Source records ▸
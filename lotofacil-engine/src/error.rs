use thiserror::Error;

/// Échec d'une étape d'analyse. Une étape en échec produit un résultat vide,
/// elle n'interrompt jamais le rapport.
#[derive(Debug, Error)]
pub enum AnalysisError {
    #[error("données insuffisantes : {needed} requis, {got} disponibles")]
    InsufficientData { needed: usize, got: usize },

    #[error("ligne {row} : {got} caractéristiques au lieu de {expected}")]
    RaggedFeatures { row: usize, expected: usize, got: usize },

    #[error("numéro invalide : {0:?}")]
    InvalidNumber(String),

    #[error("modèle : {0}")]
    Model(String),
}

/// Échec global de la génération du rapport.
#[derive(Debug, Error)]
pub enum ReportError {
    #[error("aucun tirage trouvé dans l'historique")]
    NoData,

    #[error("lecture de l'historique impossible : {0:#}")]
    Source(#[source] anyhow::Error),
}

/// Ramène une étape en échec à son résultat vide, en journalisant la cause.
pub fn degrade<T: Default>(stage: &str, result: Result<T, AnalysisError>) -> T {
    match result {
        Ok(value) => value,
        Err(e) => {
            tracing::error!(stage, error = %e, "étape dégradée en résultat vide");
            T::default()
        }
    }
}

Exercise aim ▸ The only reply wanted is the number of lines in the records above containing the word "enum".

Response to this task ▸ 2